AI Engine Programming

An AI Engine program consists of a Data Flow Graph Specification written in C++. As described in C++ Template Support you can use template classes or functions for writing the AI Engine graph or kernels. The application can be compiled and executed using the AI Engine tool chain. This chapter provides an introduction to writing an AI Engine program.
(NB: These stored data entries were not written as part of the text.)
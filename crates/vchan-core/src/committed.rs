use chrono::{DateTime, Utc};
use std::collections::VecDeque;
use tracing::debug;

use crate::model::ScheduledProgram;

/// Append-only record of what a channel has been committed to broadcast.
///
/// Guide queries and tune-ins read from here; the content queue is only
/// consumed when the timeline has to grow past its horizon. Programs are
/// contiguous: each starts exactly where the previous one ends.
#[derive(Debug, Default)]
pub struct CommittedTimeline {
    programs: VecDeque<ScheduledProgram>,
}

impl CommittedTimeline {
    pub fn new() -> Self {
        Self::default()
    }

    pub fn is_empty(&self) -> bool {
        self.programs.is_empty()
    }

    pub fn len(&self) -> usize {
        self.programs.len()
    }

    /// Start of the oldest retained program.
    pub fn start(&self) -> Option<DateTime<Utc>> {
        self.programs.front().map(|p| p.start)
    }

    /// End of the last committed program.
    pub fn horizon(&self) -> Option<DateTime<Utc>> {
        self.programs.back().map(|p| p.end)
    }

    /// Where extension has to continue from to cover a window starting at
    /// `window_start`, as seen at wall-clock time `now`.
    ///
    /// While the horizon has not passed `now` the timeline is live and
    /// extension continues from the horizon, filling any gap up to a future
    /// window. A horizon before `now` means the channel sat idle: the
    /// timeline is dropped and the channel restarts at the earlier of
    /// `window_start` and `now`.
    pub fn resume_point(
        &mut self,
        window_start: DateTime<Utc>,
        now: DateTime<Utc>,
    ) -> DateTime<Utc> {
        let restart = window_start.min(now);
        match self.horizon() {
            Some(horizon) if horizon >= now || horizon >= window_start => horizon,
            Some(horizon) => {
                debug!("Dropping stale timeline ending at {}", horizon);
                self.programs.clear();
                restart
            }
            None => restart,
        }
    }

    /// Appends freshly built programs. They must continue from the horizon.
    pub fn extend(&mut self, programs: impl IntoIterator<Item = ScheduledProgram>) {
        for program in programs {
            debug_assert!(
                self.horizon().map_or(true, |h| h == program.start),
                "committed programs must be contiguous"
            );
            self.programs.push_back(program);
        }
    }

    /// Programs overlapping `[start, end)`, in broadcast order.
    pub fn window(&self, start: DateTime<Utc>, end: DateTime<Utc>) -> Vec<ScheduledProgram> {
        self.programs
            .iter()
            .filter(|p| p.overlaps(start, end))
            .cloned()
            .collect()
    }

    pub fn program_at(&self, at: DateTime<Utc>) -> Option<&ScheduledProgram> {
        self.programs.iter().find(|p| p.contains(at))
    }

    /// Forgets programs that finished at or before `cutoff`.
    pub fn prune_before(&mut self, cutoff: DateTime<Utc>) -> usize {
        let mut pruned = 0;
        while self.programs.front().is_some_and(|p| p.end <= cutoff) {
            self.programs.pop_front();
            pruned += 1;
        }
        pruned
    }

    pub fn clear(&mut self) {
        self.programs.clear();
    }
}

#[cfg(test)]
mod tests {
    use super::*;
    use crate::model::{ContentItem, ScheduledSegment};
    use chrono::TimeDelta;
    use std::sync::Arc;
    use std::time::Duration;

    fn program_at(start: DateTime<Utc>, mins: u64) -> ScheduledProgram {
        let item = Arc::new(ContentItem::new("p", Duration::from_secs(mins * 60)));
        let segment = ScheduledSegment::content(item.clone(), Duration::ZERO, Duration::from_secs(mins * 60));
        ScheduledProgram::new("virtual_1", item, start, vec![segment]).unwrap()
    }

    fn timeline(start: DateTime<Utc>, lengths: &[u64]) -> CommittedTimeline {
        let mut timeline = CommittedTimeline::new();
        let mut cursor = start;
        for mins in lengths {
            let program = program_at(cursor, *mins);
            cursor = program.end;
            timeline.extend([program]);
        }
        timeline
    }

    #[test]
    fn test_window_and_lookup() {
        let t0 = Utc::now();
        let tl = timeline(t0, &[30, 60, 45]);
        assert_eq!(tl.horizon(), Some(t0 + TimeDelta::minutes(135)));

        let hits = tl.window(t0 + TimeDelta::minutes(40), t0 + TimeDelta::minutes(95));
        assert_eq!(hits.len(), 2);

        let on_air = tl.program_at(t0 + TimeDelta::minutes(30)).unwrap();
        assert_eq!(on_air.start, t0 + TimeDelta::minutes(30));
        assert!(tl.program_at(t0 + TimeDelta::minutes(135)).is_none());
    }

    #[test]
    fn test_prune_and_resume() {
        let t0 = Utc::now();
        let mut tl = timeline(t0, &[30, 30, 30]);

        assert_eq!(tl.prune_before(t0 + TimeDelta::minutes(45)), 1);
        assert_eq!(tl.start(), Some(t0 + TimeDelta::minutes(30)));

        let horizon = tl.horizon().unwrap();
        assert_eq!(tl.resume_point(t0, t0), horizon);

        let idle = horizon + TimeDelta::hours(2);
        assert_eq!(tl.resume_point(idle, idle), idle);
        assert!(tl.is_empty());
    }

    #[test]
    fn test_future_window_keeps_live_timeline() {
        let t0 = Utc::now();
        let mut tl = timeline(t0, &[30, 30]);
        let horizon = tl.horizon().unwrap();

        let tomorrow = t0 + TimeDelta::days(1);
        assert_eq!(tl.resume_point(tomorrow, t0 + TimeDelta::minutes(5)), horizon);
        assert_eq!(tl.len(), 2);
        assert!(tl.program_at(t0 + TimeDelta::minutes(5)).is_some());
    }

    #[test]
    fn test_empty_timeline_starts_no_later_than_now() {
        let t0 = Utc::now();
        let mut tl = CommittedTimeline::new();
        assert_eq!(tl.resume_point(t0 + TimeDelta::hours(3), t0), t0);
        assert_eq!(tl.resume_point(t0 - TimeDelta::hours(3), t0), t0 - TimeDelta::hours(3));
    }
}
A complete class reference guide is shown in Adaptive Data Flow Graph Specification Reference. The example that is used in this chapter can be found as a template example in the Vitis™ environment when creating a new AI Engine project.

Prepare the Kernels

Kernels are computation functions that form the fundamental building blocks of the data flow graph specifications. Kernels are declared as ordinary C/C++ functions that return void and can use special data types as arguments (discussed in Window and Streaming Data API). Each kernel should be defined in its own source file. This organization is recommended for reusability and faster compilation. Furthermore, the kernel source files should include all relevant header files to allow for independent compilation. It is recommended that a header file (kernels.h in this documentation) should declare the function prototypes for all kernels used in a graph. An example is shown below.
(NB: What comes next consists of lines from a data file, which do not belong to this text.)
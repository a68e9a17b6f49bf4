//! Offset lookup inside an assembled program, for viewers joining mid-way.

use chrono::{DateTime, TimeDelta, Utc};
use std::time::Duration;

use crate::model::{ScheduledProgram, ScheduledSegment};

/// Where a given elapsed offset lands inside a segment list.
#[derive(Debug, Clone, Copy, PartialEq)]
pub struct Position<'a> {
    pub index: usize,
    pub segment: &'a ScheduledSegment,
    /// Offset from the start of `segment`.
    pub offset: Duration,
}

impl Position<'_> {
    /// Offset inside the segment's media file, i.e. what to seek the
    /// transcoder to.
    pub fn media_offset(&self) -> Duration {
        self.segment.start_offset + self.offset
    }
}

/// The segment whose span `[start, start + duration)` contains `elapsed`.
///
/// `None` for negative offsets and for offsets at or past the end.
pub fn locate(segments: &[ScheduledSegment], elapsed: TimeDelta) -> Option<Position<'_>> {
    let elapsed = elapsed.to_std().ok()?;

    let mut running = Duration::ZERO;
    for (index, segment) in segments.iter().enumerate() {
        let end = running + segment.duration;
        if elapsed < end {
            return Some(Position {
                index,
                segment,
                offset: elapsed - running,
            });
        }
        running = end;
    }
    None
}

/// [`locate`] against wall-clock time for a program already on air.
pub fn locate_at(program: &ScheduledProgram, now: DateTime<Utc>) -> Option<Position<'_>> {
    locate(&program.segments, program.elapsed_at(now))
}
#ifndef FUNCTION_KERNELS_H
#define FUNCTION_KERNELS_H

void simple(input_window_cint16 * in, output_window_cint16 * out);

#endif

In the example, the #ifndef and #endif are present to ensure that the include file is only included once, which is good C/C++ practice.

Creating a Data Flow Graph (Including Kernels)

This following process describes how to construct data flow graphs in C++.

Define your application graph class in a separate header file (for example project.h). First, add the Adaptive Data Flow (ADF) header (adf.h) and include the kernel function prototypes. The ADF library includes all the required constructs for defining and executing the graphs on AI Engines.
```
#include <adf.h>
#include "kernels.h"
```
Define your graph class by using the objects which are defined in the adf name space. All user graphs are derived from the class graph.
```
include <adf.h>
#include "kernels.h"

using namespace adf;

class simpleGraph : public graph {
private:
  kernel first;
  kernel second;
};
```
This is the beginning of a graph class definition that declares two kernels (first and second).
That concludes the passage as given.